The lack of built-in safety features is concerning for less experienced users. Kitphishr will happily download hundreds of zip files containing live malware, credential stealers, and backdoored PHP scripts directly to your filesystem. There's no sandboxing, no malware scanning, and no validation that what you're downloading is actually a phishing kit versus something more dangerous. You need your own isolation strategy—dedicated VMs, containerized environments, or at minimum a separate analysis directory with no execution permissions. The tool also generates significant HTTP traffic at scale. Running it against thousands of URLs at high concurrency can look like an attack from the perspective of hosting providers, potentially getting your IP blocked or triggering abuse complaints.
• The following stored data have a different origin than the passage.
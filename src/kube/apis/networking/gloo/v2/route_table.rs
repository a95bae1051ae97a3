use std::collections::BTreeMap;

use kube::CustomResource;
use serde::{Deserialize, Serialize};
use serde_json::Value;

/// Gloo Enum の既定値。kind が省略された destination はこれとして扱う
pub const DEFAULT_DESTINATION_KIND: &str = "SERVICE";

/// RouteTable declares the http routes of a Gloo Platform workspace.
///
/// Only the parts needed to shift traffic weight are modelled. Everything else is kept in the
/// flattened `extra` maps so that a full replace writes the object back without losing fields.
#[derive(CustomResource, Serialize, Deserialize, Clone, Debug, Default, PartialEq)]
#[kube(
    group = "networking.gloo.solo.io",
    version = "v2",
    kind = "RouteTable",
    namespaced,
    schema = "disabled",
    derive = "Default",
    derive = "PartialEq"
)]
#[serde(rename_all = "camelCase")]
pub struct RouteTableSpec {
    #[serde(default, skip_serializing_if = "Vec::is_empty")]
    pub http: Vec<HttpRoute>,

    #[serde(flatten)]
    pub extra: BTreeMap<String, Value>,
}

#[derive(Serialize, Deserialize, Clone, Debug, Default, PartialEq)]
#[serde(rename_all = "camelCase")]
pub struct HttpRoute {
    #[serde(default, skip_serializing_if = "String::is_empty")]
    pub name: String,

    #[serde(default, skip_serializing_if = "Option::is_none")]
    pub forward_to: Option<ForwardToAction>,

    #[serde(flatten)]
    pub extra: BTreeMap<String, Value>,
}

impl HttpRoute {
    /// forwardTo を持たない route は空スライスを返す
    pub fn destinations(&self) -> &[DestinationReference] {
        self.forward_to
            .as_ref()
            .map(|fw| fw.destinations.as_slice())
            .unwrap_or_default()
    }

    pub fn destinations_mut(&mut self) -> Option<&mut Vec<DestinationReference>> {
        self.forward_to.as_mut().map(|fw| &mut fw.destinations)
    }
}

#[derive(Serialize, Deserialize, Clone, Debug, Default, PartialEq)]
#[serde(rename_all = "camelCase")]
pub struct ForwardToAction {
    #[serde(default)]
    pub destinations: Vec<DestinationReference>,

    #[serde(flatten)]
    pub extra: BTreeMap<String, Value>,
}

#[derive(Serialize, Deserialize, Clone, Debug, Default, PartialEq)]
#[serde(rename_all = "camelCase")]
pub struct DestinationReference {
    #[serde(rename = "ref", default, skip_serializing_if = "Option::is_none")]
    pub reference: Option<ObjectReference>,

    #[serde(default, skip_serializing_if = "Option::is_none")]
    pub kind: Option<String>,

    #[serde(default, skip_serializing_if = "Option::is_none")]
    pub port: Option<PortSelector>,

    #[serde(default, skip_serializing_if = "Option::is_none")]
    pub weight: Option<u32>,

    #[serde(flatten)]
    pub extra: BTreeMap<String, Value>,
}

impl DestinationReference {
    /// Build the canary counterpart of a stable destination.
    ///
    /// Only `kind`, `port` and the namespace of the reference are taken over. The weight starts
    /// at 0 and nothing else from the stable entry (subsets, cluster, ...) is propagated.
    pub fn canary_of(stable: &DestinationReference, service_name: impl Into<String>) -> Self {
        Self {
            reference: Some(ObjectReference {
                name: service_name.into(),
                namespace: stable.namespace().map(ToString::to_string),
                cluster: None,
            }),
            kind: stable.kind.clone(),
            port: stable.port.clone(),
            weight: Some(0),
            extra: BTreeMap::new(),
        }
    }

    pub fn kind(&self) -> &str {
        self.kind.as_deref().unwrap_or(DEFAULT_DESTINATION_KIND)
    }

    pub fn name(&self) -> Option<&str> {
        self.reference.as_ref().map(|r| r.name.as_str())
    }

    pub fn namespace(&self) -> Option<&str> {
        self.reference.as_ref().and_then(|r| r.namespace.as_deref())
    }

    pub fn weight(&self) -> u32 {
        self.weight.unwrap_or_default()
    }
}

#[derive(Serialize, Deserialize, Clone, Debug, Default, PartialEq)]
#[serde(rename_all = "camelCase")]
pub struct ObjectReference {
    #[serde(default)]
    pub name: String,

    #[serde(default, skip_serializing_if = "Option::is_none")]
    pub namespace: Option<String>,

    #[serde(default, skip_serializing_if = "Option::is_none")]
    pub cluster: Option<String>,
}

#[derive(Serialize, Deserialize, Clone, Debug, Default, PartialEq)]
#[serde(rename_all = "camelCase")]
pub struct PortSelector {
    #[serde(default, skip_serializing_if = "Option::is_none")]
    pub number: Option<u32>,

    #[serde(default, skip_serializing_if = "Option::is_none")]
    pub name: Option<String>,
}

#[cfg(test)]
mod tests {
    use indoc::indoc;
    use pretty_assertions::assert_eq;
    use serde_json::json;

    use super::*;

    fn route_table() -> RouteTable {
        serde_yaml::from_str(indoc! {
            r#"
            apiVersion: networking.gloo.solo.io/v2
            kind: RouteTable
            metadata:
              name: rt1
              namespace: gloo
            spec:
              hosts:
                - "*"
              virtualGateways:
                - name: north-south-gw
                  namespace: gloo
              http:
                - name: httpbin
                  matchers:
                    - uri:
                        prefix: /
                  forwardTo:
                    destinations:
                      - ref:
                          name: httpbin
                          namespace: httpbin
                          cluster: cluster-1
                        port:
                          number: 8000
                        weight: 100
                        subset:
                          version: v1
                - name: direct-response
                  directResponse:
                    status: 200
            status:
              globalStatus:
                state: ACCEPTED
            "#
        })
        .unwrap()
    }

    #[test]
    fn unknown_fields_are_kept_on_serialize() {
        let rt = route_table();

        let actual = serde_json::to_value(&rt).unwrap();

        assert_eq!(actual["spec"]["hosts"], json!(["*"]));
        assert_eq!(
            actual["spec"]["http"][0]["matchers"],
            json!([{"uri": {"prefix": "/"}}])
        );
        assert_eq!(
            actual["spec"]["http"][0]["forwardTo"]["destinations"][0]["subset"],
            json!({"version": "v1"})
        );
        assert_eq!(
            actual["spec"]["http"][1]["directResponse"],
            json!({"status": 200})
        );
    }

    #[test]
    fn missing_kind_defaults_to_service() {
        let rt = route_table();

        let dest = &rt.spec.http[0].destinations()[0];

        assert_eq!(dest.kind(), "SERVICE");
        assert_eq!(dest.name(), Some("httpbin"));
        assert_eq!(dest.namespace(), Some("httpbin"));
        assert_eq!(dest.weight(), 100);
    }

    #[test]
    fn route_without_forward_to_has_no_destinations() {
        let rt = route_table();

        assert!(rt.spec.http[1].destinations().is_empty());
    }

    #[test]
    fn canary_of_copies_only_kind_port_and_namespace() {
        let stable = DestinationReference {
            kind: Some("VIRTUAL_DESTINATION".into()),
            weight: Some(80),
            ..rt_dest()
        };

        let actual = DestinationReference::canary_of(&stable, "httpbin-canary");

        let expected = DestinationReference {
            reference: Some(ObjectReference {
                name: "httpbin-canary".into(),
                namespace: Some("httpbin".into()),
                cluster: None,
            }),
            kind: Some("VIRTUAL_DESTINATION".into()),
            port: Some(PortSelector {
                number: Some(8000),
                name: None,
            }),
            weight: Some(0),
            extra: BTreeMap::new(),
        };

        assert_eq!(actual, expected);
    }

    fn rt_dest() -> DestinationReference {
        route_table().spec.http[0].destinations()[0].clone()
    }
}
There's no built-in rate limiting per domain, so you could inadvertently hammer the same compromised hosting provider with hundreds of requests if multiple phishing sites share infrastructure.

Verdict

Use if: You're conducting legitimate threat intelligence research or blue team operations and need to scale phishing kit collection beyond manual discovery. The feed integration and concurrent architecture save dozens of hours compared to manual URL processing, and the exposed kits provide valuable IOCs—attacker emails, infrastructure patterns, and victim data locations—that enhance incident response. It's particularly valuable for security operations teams tracking specific phishing campaigns who need to quickly identify if newly reported URLs match known kit patterns. Skip if: You lack proper isolation for handling potentially malicious downloads, don't have a defined legal and ethical framework for this type of research, or expect the tool to find kits on professionally operated phishing infrastructure. Also skip if your use case is general web scraping—tools like meg or hakrawler offer more flexibility without the phishing-specific assumptions. This is a specialized threat hunting instrument, not a pentesting toy, and requires the operational maturity to handle both the technical risks of malicious content and the ethical responsibilities of threat intelligence work.